Dwayne Perry, vice chairman of Fairfield County Council and member of the committee, made the motion to review the information and reconvene at a later date.

Midlands STEM Institute recently approached county council for bond financing in the amount of $3.4 million.

MSI’s legal counsel, Stephen Cox admitted that this specific bond is a “peculiar” one.

“This is certainly something new to us and is not done widespread,” Council Chairman David Ferguson added.

Perry asked Cox if it is customary to approach council with this type of bond.

“It is customary to come before the local governing law,” Cox said. “The governing body of your jurisdiction has to have a public hearing to approve the bond issue.”

Law requires the approval be given by the geographic unit and since the school campus lies outside town limits in Greenbrier, that jurisdiction falls in the county’s lap.

Although it is not customary, Cox acknowledged that MSI could receive bond approval from the state level either from the Attorney General or Gov. Nikki Haley.

Cox noted that there was only one instance he is aware of where a bond was issued by the state and not the county.

Cox said he does not see the bond approval as an endorsement, but rather as a business license or a technical legal requirement that is needed to move forward.

“By approving this bond the county is not necessarily giving endorsement, but rather satisfying a legal requirement,” he explained.

After not receiving approval from the committee, Cox stated his office will continue to talk to state reps as an alternative while waiting for approval from county council.

Fairfield County Council attorney Jack James confirmed that approving the bond would not bind the county on their borrowing or go against their credit.

“That is what I understand,” James reiterated. “After looking at the IRS code, my review is that the county will not be liable for these bonds if they default. Even though it would be resolution passed by county council, it would not be a debt.”

Prior to the re-introduction of the committee system, the preview of a presentation would have been only approved by the council chairman.
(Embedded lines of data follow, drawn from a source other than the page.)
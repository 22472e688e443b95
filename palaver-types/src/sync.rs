//! Wire shapes for the long-poll sync endpoint and sync filters.
//!
//! Every field is `serde(default)`-tolerant: servers omit empty sections
//! rather than sending empty objects, and a missing section means "nothing
//! changed".

use crate::event::RawEvent;
use serde::{Deserialize, Serialize};
use serde_json::Value;
use std::collections::BTreeMap;

/// A sync filter definition. Opaque to the engine; compared by content.
pub type FilterDefinition = Value;

/// A server-registered filter with its cached definition.
///
/// The id is only reusable while the cached definition still equals the
/// desired one (content equality, not identity).
#[derive(Debug, Clone, Serialize, Deserialize, PartialEq)]
pub struct CachedFilter {
    /// The server-assigned filter id.
    pub id: String,
    /// The definition the id was created for.
    pub definition: FilterDefinition,
}

/// A list of events, as nested under `events` keys on the wire.
#[derive(Debug, Clone, Default, Serialize, Deserialize, PartialEq)]
pub struct EventContainer {
    /// The events in this container.
    #[serde(default)]
    pub events: Vec<RawEvent>,
}

/// The timeline section of a synced room.
#[derive(Debug, Clone, Default, Serialize, Deserialize, PartialEq)]
pub struct Timeline {
    /// Timeline events, oldest first.
    #[serde(default)]
    pub events: Vec<RawEvent>,

    /// Whether the server truncated the timeline.
    #[serde(default)]
    pub limited: bool,

    /// Token for paginating further back.
    #[serde(default, skip_serializing_if = "Option::is_none")]
    pub prev_batch: Option<String>,
}

/// A state event block (`state` or `invite_state`).
#[derive(Debug, Clone, Default, Serialize, Deserialize, PartialEq)]
pub struct StateBlock {
    /// The state events in this block.
    #[serde(default)]
    pub events: Vec<RawEvent>,
}

/// A room the user has joined.
#[derive(Debug, Clone, Default, Serialize, Deserialize, PartialEq)]
pub struct JoinedRoom {
    /// New timeline events.
    #[serde(default)]
    pub timeline: Timeline,

    /// State delta since the previous sync.
    #[serde(default)]
    pub state: StateBlock,

    /// Per-room account data.
    #[serde(default)]
    pub account_data: EventContainer,
}

/// A room the user has left or been banned from.
#[derive(Debug, Clone, Default, Serialize, Deserialize, PartialEq)]
pub struct LeftRoom {
    /// Timeline events up to and including the leave.
    #[serde(default)]
    pub timeline: Timeline,

    /// Per-room account data.
    #[serde(default)]
    pub account_data: EventContainer,
}

/// A room the user has been invited to.
#[derive(Debug, Clone, Default, Serialize, Deserialize, PartialEq)]
pub struct InvitedRoom {
    /// Stripped state events describing the invite.
    #[serde(default)]
    pub invite_state: StateBlock,
}

/// The per-membership room sections of a sync response.
#[derive(Debug, Clone, Default, Serialize, Deserialize, PartialEq)]
pub struct Rooms {
    /// Rooms currently joined.
    #[serde(default)]
    pub join: BTreeMap<String, JoinedRoom>,

    /// Rooms left or banned from.
    #[serde(default)]
    pub leave: BTreeMap<String, LeftRoom>,

    /// Rooms invited to.
    #[serde(default)]
    pub invite: BTreeMap<String, InvitedRoom>,
}

/// Device list deltas for encryption key tracking.
#[derive(Debug, Clone, Default, Serialize, Deserialize, PartialEq)]
pub struct DeviceLists {
    /// Users whose device lists changed.
    #[serde(default)]
    pub changed: Vec<String>,

    /// Users who no longer share an encrypted room.
    #[serde(default)]
    pub left: Vec<String>,
}

/// A full response from the long-poll sync endpoint.
#[derive(Debug, Clone, Serialize, Deserialize, PartialEq)]
pub struct SyncResponse {
    /// The cursor to pass as `since` on the next request.
    pub next_batch: String,

    /// Room sections keyed by membership.
    #[serde(default)]
    pub rooms: Rooms,

    /// Global account data events.
    #[serde(default)]
    pub account_data: EventContainer,

    /// To-device messages for the encryption engine.
    #[serde(default)]
    pub to_device: EventContainer,

    /// Remaining one-time key counts per algorithm.
    #[serde(default)]
    pub device_one_time_keys_count: BTreeMap<String, u64>,

    /// Fallback key algorithms that still have an unused key.
    #[serde(default, skip_serializing_if = "Option::is_none")]
    pub device_unused_fallback_key_types: Option<Vec<String>>,

    /// Device list deltas.
    #[serde(default)]
    pub device_lists: DeviceLists,
}

#[cfg(test)]
mod tests {
    use super::*;
    use serde_json::json;

    #[test]
    fn minimal_response_deserializes() {
        let response: SyncResponse =
            serde_json::from_value(json!({"next_batch": "s1"})).unwrap();
        assert_eq!(response.next_batch, "s1");
        assert!(response.rooms.join.is_empty());
        assert!(response.account_data.events.is_empty());
        assert!(response.device_unused_fallback_key_types.is_none());
    }

    #[test]
    fn full_response_deserializes() {
        let response: SyncResponse = serde_json::from_value(json!({
            "next_batch": "s2",
            "rooms": {
                "join": {
                    "!a:x.org": {
                        "timeline": {
                            "events": [{
                                "sender": "@a:x.org",
                                "type": "m.room.message",
                                "event_id": "$1",
                                "content": {"msgtype": "m.text", "body": "hi"}
                            }],
                            "limited": true,
                            "prev_batch": "p1"
                        },
                        "state": {"events": []},
                        "account_data": {"events": []}
                    }
                },
                "leave": {"!b:x.org": {"timeline": {"events": []}}},
                "invite": {"!c:x.org": {"invite_state": {"events": []}}}
            },
            "device_one_time_keys_count": {"signed_curve25519": 42},
            "device_unused_fallback_key_types": ["signed_curve25519"],
            "device_lists": {"changed": ["@b:x.org"], "left": []}
        }))
        .unwrap();

        let joined = response.rooms.join.get("!a:x.org").unwrap();
        assert_eq!(joined.timeline.events.len(), 1);
        assert!(joined.timeline.limited);
        assert!(response.rooms.leave.contains_key("!b:x.org"));
        assert!(response.rooms.invite.contains_key("!c:x.org"));
        assert_eq!(
            response.device_one_time_keys_count.get("signed_curve25519"),
            Some(&42)
        );
        assert_eq!(response.device_lists.changed, vec!["@b:x.org"]);
    }

    #[test]
    fn cached_filter_compares_by_definition_content() {
        let a = CachedFilter {
            id: "1".into(),
            definition: json!({"room": {"timeline": {"limit": 20}}}),
        };
        let same_definition = json!({"room": {"timeline": {"limit": 20}}});
        let different = json!({"room": {"timeline": {"limit": 10}}});
        assert_eq!(a.definition, same_definition);
        assert_ne!(a.definition, different);
    }
}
However since then, the process has changed to include a committee that consists of the chair, vice-chair and a rotating council member.

The committee would then need to make a recommendation to place the presentation on the agenda, which would still need a majority vote by council to be approved.

South Carolina has 23 charter schools statewide and 13 schools have been approved for the Fall of 2014. MSI plans to open Aug. 18.